Image source: Ambarella.

Approximately 72% of Ambarella's 658 employees are classified as research and development (R&D) personnel. These employees are essential to the creation of semiconductor systems-on-a-chip (SoCs) that the company uses to dominate the high-definition video processing marketplace. Customers utilize Ambarella's SoCs in various applications, including action cams, wearable body cameras, IP security, automobile dashboard cameras, and drones.

Ambarella's secret sauce

Ambarella chips are unique in that they have properties the competition has been unable to match. This allows the company to be a single-source supplier to its customers. Key features such as low power consumption or the ability to operate in low ambient light conditions give Ambarella products a price premium as well. Customers then turn these features into advantages for products they sell to end users and similarly charge a higher price for superior performance. 

Looking at Ambarella's patent activity is a clue to its success. Below is a table showing the number of patents granted to the company by year.

Patents granted 2 1 5 7 10 11 25 9 20

Data source: PatentBuddy. Chart by author.

These patents create a moat around some of the exclusive designs that power the key advantages Ambarella products offer to customers.

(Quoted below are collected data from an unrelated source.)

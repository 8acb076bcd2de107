//! Configuration module for pdfburger.
//!
//! This module holds the validated options that drive one run. The CLI builds
//! a [`Config`] from its arguments; library callers can start from
//! [`Config::new`] and adjust fields.

use std::path::PathBuf;

use crate::error::{PdfBurgerError, Result};

/// Options for a single invocation.
#[derive(Debug, Clone, PartialEq, Eq)]
pub struct Config {
    /// Input files, directories or glob patterns, in merge order.
    pub inputs: Vec<PathBuf>,

    /// Explicit output path; computed from the inputs when `None`.
    pub output: Option<PathBuf>,

    /// Descend into subdirectories of directory inputs.
    pub recursive: bool,

    /// Replace an existing explicit output.
    pub overwrite: bool,

    /// Report per-file decisions and statistics.
    pub verbose: bool,

    /// Suppress everything but warnings and errors.
    pub quiet: bool,

    /// Resolve inputs and output without writing anything.
    pub dry_run: bool,

    /// Print the run outcome as JSON.
    pub json: bool,

    /// Directory that relative paths and default outputs resolve against.
    pub working_dir: PathBuf,
}

impl Config {
    /// Config with default options for `inputs`, rooted at `"."`.
    pub fn new(inputs: Vec<PathBuf>) -> Self {
        Self {
            inputs,
            output: None,
            recursive: false,
            overwrite: false,
            verbose: false,
            quiet: false,
            dry_run: false,
            json: false,
            working_dir: PathBuf::from("."),
        }
    }

    /// Set the working directory.
    pub fn with_working_dir(mut self, working_dir: impl Into<PathBuf>) -> Self {
        self.working_dir = working_dir.into();
        self
    }

    /// Set an explicit output path.
    pub fn with_output(mut self, output: impl Into<PathBuf>) -> Self {
        self.output = Some(output.into());
        self
    }

    /// Input paths in merge order.
    pub fn inputs(&self) -> &[PathBuf] {
        &self.inputs
    }

    /// Validate the configuration.
    ///
    /// # Errors
    ///
    /// Returns [`PdfBurgerError::InvalidConfig`] if there are no inputs, or
    /// both `verbose` and `quiet` are set.
    pub fn validate(&self) -> Result<()> {
        if self.inputs.is_empty() {
            return Err(PdfBurgerError::invalid_config("no input paths given"));
        }

        if self.verbose && self.quiet {
            return Err(PdfBurgerError::invalid_config(
                "cannot use both --verbose and --quiet",
            ));
        }

        if self
            .output
            .as_ref()
            .is_some_and(|o| o.as_os_str().is_empty())
        {
            return Err(PdfBurgerError::invalid_config("output path is empty"));
        }

        Ok(())
    }

    /// Whether informational messages should be printed.
    pub fn should_print(&self) -> bool {
        !self.quiet || self.dry_run
    }
}
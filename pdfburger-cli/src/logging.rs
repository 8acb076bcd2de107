use tracing_subscriber::{EnvFilter, fmt, prelude::*};

/// Install the diagnostic subscriber on stderr.
///
/// Filtered by `RUST_LOG`, e.g. `RUST_LOG=pdfburger=debug`. User-facing
/// messages do not go through here.
pub fn init_logging() {
    let env_filter =
        EnvFilter::try_from_default_env().unwrap_or_else(|_| EnvFilter::new("pdfburger=warn"));

    tracing_subscriber::registry()
        .with(env_filter)
        .with(
            fmt::layer()
                .with_writer(std::io::stderr)
                .with_target(false)
                .without_time(),
        )
        .init();
}
//! Error types for pdf-burger.
//!
//! Errors fall into two groups:
//!
//! - **Per-file errors** ([`PdfBurgerError::FileNotFound`],
//!   [`PdfBurgerError::CorruptDocument`]): recovered locally. The file is
//!   recorded in the ledger as skipped and the run continues.
//! - **Fatal errors**: everything else. They stop the run before (or instead
//!   of) writing the output file.
//!
//! I/O variants keep the underlying error as their `source` only; print the
//! chain (`{:#}` with anyhow) to see the cause.

use std::io;
use std::path::PathBuf;

use crate::report::SkipReason;

/// Result type alias for pdf-burger operations.
pub type Result<T> = std::result::Result<T, PdfBurgerError>;

/// Main error type for pdf-burger operations.
#[derive(Debug, thiserror::Error)]
pub enum PdfBurgerError {
    /// Input path does not exist or cannot be read.
    #[error("path not found: {}", path.display())]
    FileNotFound {
        /// Path that was not found.
        path: PathBuf,
    },

    /// The PDF library could not parse the file, or it has no pages.
    #[error("cannot read PDF: {} ({details})", path.display())]
    CorruptDocument {
        /// Path to the unreadable PDF.
        path: PathBuf,
        /// Message from the PDF library.
        details: String,
    },

    /// Nothing usable was left after expanding the inputs.
    #[error("no PDF files to merge")]
    NoInputFiles,

    /// Explicit output file already exists and overwrite is not allowed.
    #[error("output file already exists: {} (use --overwrite to replace it)", path.display())]
    OutputExists {
        /// Path to the existing output file.
        path: PathBuf,
    },

    /// Every candidate file was skipped while merging.
    #[error("none of the input files could be merged; no output written")]
    MergeProducedEmptyOutput,

    /// Failed to create the output file or its directory.
    #[error("failed to create output file: {}", path.display())]
    FailedToCreateOutput {
        /// Path where output should be created.
        path: PathBuf,
        /// Underlying I/O error.
        source: io::Error,
    },

    /// Failed to write the output file.
    #[error("failed to write output file: {}", path.display())]
    FailedToWrite {
        /// Path being written to.
        path: PathBuf,
        /// Underlying I/O error.
        source: io::Error,
    },

    /// Invalid configuration.
    #[error("invalid configuration: {message}")]
    InvalidConfig {
        /// Description of what's wrong with the configuration.
        message: String,
    },

    /// Generic I/O error.
    #[error("I/O error")]
    Io(#[from] io::Error),
}

impl PdfBurgerError {
    /// Create a FileNotFound error.
    pub fn file_not_found(path: impl Into<PathBuf>) -> Self {
        Self::FileNotFound { path: path.into() }
    }

    /// Create a CorruptDocument error.
    pub fn corrupt_document(path: impl Into<PathBuf>, details: impl Into<String>) -> Self {
        Self::CorruptDocument {
            path: path.into(),
            details: details.into(),
        }
    }

    /// Create an OutputExists error.
    pub fn output_exists(path: impl Into<PathBuf>) -> Self {
        Self::OutputExists { path: path.into() }
    }

    /// Create an InvalidConfig error.
    pub fn invalid_config(message: impl Into<String>) -> Self {
        Self::InvalidConfig {
            message: message.into(),
        }
    }

    /// Ledger reason for a per-file error, `None` for fatal ones.
    pub fn skip_reason(&self) -> Option<SkipReason> {
        match self {
            Self::FileNotFound { .. } => Some(SkipReason::NotFound),
            Self::CorruptDocument { details, .. } => Some(SkipReason::CorruptDocument {
                details: details.clone(),
            }),
            _ => None,
        }
    }

    /// Process exit code for this error.
    pub fn exit_code(&self) -> i32 {
        match self {
            Self::NoInputFiles => 1,
            Self::FileNotFound { .. } => 1,
            Self::CorruptDocument { .. } => 1,
            Self::InvalidConfig { .. } => 2,
            Self::OutputExists { .. } => 4,
            Self::FailedToCreateOutput { .. } => 5,
            Self::FailedToWrite { .. } => 5,
            Self::Io(_) => 5,
            Self::MergeProducedEmptyOutput => 6,
        }
    }
}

Low power consumption Longer battery life More video per charge
Wide-angle view Capture more peripheral image A more complete image
Low ambient light Better image quality at night Higher surveillance capability
Efficient video compression Faster capture to the cloud More efficient transmission and storage of video

Data source: Ambarella. 

Key features lead to higher gross margins

When we compare Ambarella to other semiconductor companies, its 66% non-GAAP gross margin stands out from the crowd -- yet another sign of the pricing power it can enjoy due to the irreplaceable nature of its technology.

AMBA Gross Profit Margin (Quarterly) Chart

Source: YCharts.

InvenSense has 632 employees, of which 311 are in R&D. It operates in more of a commodity-type business, thus having to compete on price to win design sockets in customer applications. As a result, InvenSense has a much lower gross margin for the products it sells. Although both companies are fabless semiconductor companies, one clearly provides a unique product that is more profitable than the other.

A company such as Ambarella forms deep ties with its customers, helping fulfill design needs for future products. Evidence of the partnering is reflected in comments from last quarter's earnings report stating that -- although not material of late -- Ambarella engages in margin-sharing arrangements with one or more of its customers predicated on the customer's product margin where the SoCs are used. In other words, Ambarella can get more money if its customer sells the final product to end users at a higher price. This may happen when the customer believes they can charge more for a product based on any competitive advantages offered by Ambarella's chips.  

Piling up the cash

AMBA Chart

Source: YCharts. 

From an investor's perspective, when we find a company with pricing power, it can be wise to invest and allow time to be your friend. Although Ambarella's stock price has been volatile at times, it continues to add cash to its balance sheet on a quarterly basis, and in the long-term may well wind up rewarding the patient investor.

All too often we tend to sell too early in a company's life cycle, failing to let the story play out. As long as Ambarella can outperform competitors with its chips, the company will continue to dominate its space, and that should mean more cash pouring onto the balance sheet. Just keep your eye on gross margins staying in the mid-60% range and watch for cash flows to remain strong.